Blogs Mar 14, 2011 at 6:10 pm


Sure, that's easy for you to say.

You don't have to fight Godzilla or the genetically modified sea bass.
Well, the good news is that they've already evacuated almost everybody for miles around this thing.

The bad news is that the ones who haven't been evacuated are going to glow in the dark now.
after reading, this song comes to mind:…
Yeah, well, FTE, that will at least make it possible to read during the rolling blackouts....

(gallows humor)
Oh, I'm the master of gallows humor. Or so I've been told by a bud of mine who's a neurosurgeon, and if anyone should know, he should.
So Chernobyl is where the bar is set? Anything less than another Chernobyl and nuclear power is all hunky dory?

"Don't panic" is some pretty banal advice, by the way.

I really take issue with the conclusions at the end of the article you linked to in the aside. Dr. Oehmen has been proffered as a nuclear expert. From what I understand, he is not and he has a decidedly pro-nuclear agenda given his conclusions which are speculative at best. Dr. Oehmen's credentials seem to be in supply chain risk management but I've seen tons of fallacious arguments from authority today using this as a reference. If you want to cite sources, at least give us articles from nuclear engineers or state the context of their expertise (rather than just being the son of a nuclear engineer).

For balance, I think you should at least post a link to the Union of Concerned Scientists' blog on this:
@7: It's a Douglas Adams reference.
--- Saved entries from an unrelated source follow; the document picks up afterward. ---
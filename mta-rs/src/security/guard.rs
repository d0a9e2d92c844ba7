//! Rate & abuse guard
//!
//! Front door for the SMTP session: block-list checks always run first and
//! short-circuit, so a blocked IP or sender never touches a rate counter.

use super::blocklist::Blocklist;
use super::rate_limit::RateLimiter;
use std::net::IpAddr;
use std::sync::Arc;
use tracing::warn;

/// Outcome of a guard check
#[derive(Debug, Clone, Copy, PartialEq, Eq)]
pub enum Verdict {
    Allow,
    /// Block list hit (554)
    Blocked,
    /// Quota exhausted (421)
    RateLimited,
}

pub struct Guard {
    blocklist: Arc<Blocklist>,
    limiter: Arc<RateLimiter>,
}

impl Guard {
    pub fn new(blocklist: Arc<Blocklist>, limiter: Arc<RateLimiter>) -> Self {
        Self { blocklist, limiter }
    }

    pub fn blocklist(&self) -> &Arc<Blocklist> {
        &self.blocklist
    }

    pub fn limiter(&self) -> &Arc<RateLimiter> {
        &self.limiter
    }

    /// Checked once per connection; trusted origins skip the quota
    pub async fn admit_connection(&self, ip: &IpAddr, trusted: bool) -> Verdict {
        if self.blocklist.is_ip_blocked(ip).await {
            warn!("Connection from blocked IP {}", ip);
            return Verdict::Blocked;
        }

        if trusted {
            return Verdict::Allow;
        }

        if !self.limiter.check_connection(ip).await {
            return Verdict::RateLimited;
        }

        Verdict::Allow
    }

    /// Checked on MAIL FROM for untrusted connections
    pub async fn admit_sender(&self, sender: &str) -> Verdict {
        if self.blocklist.is_sender_blocked(sender).await {
            warn!("Rejected blocked sender {}", sender);
            return Verdict::Blocked;
        }

        if !self.limiter.check_sender(sender).await {
            return Verdict::RateLimited;
        }

        Verdict::Allow
    }
}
Right? Embossed helpfully, right on the cover.

And no, it's not a bar set below Chernobyl. It's a comparison that should be rationally done among the alternatives to nuclear power, going forward from this place.

This is it. Really. The worst case scenario. A 9.0 earthquake, tsunami all hitting a forty year old plant, with one of the least intrinsically safe designs in operation.

It's not a popular thing to say now, but as bad as nuclear power is from an environmental POV, it's probably better than continuing to burn fossil fuels.
There are about 30,000 deaths/year from coal pollution in the US alone. The nuclear power situation in Japan has to get orders of magnitude more serious before it comes even close to the human suffering caused by coal.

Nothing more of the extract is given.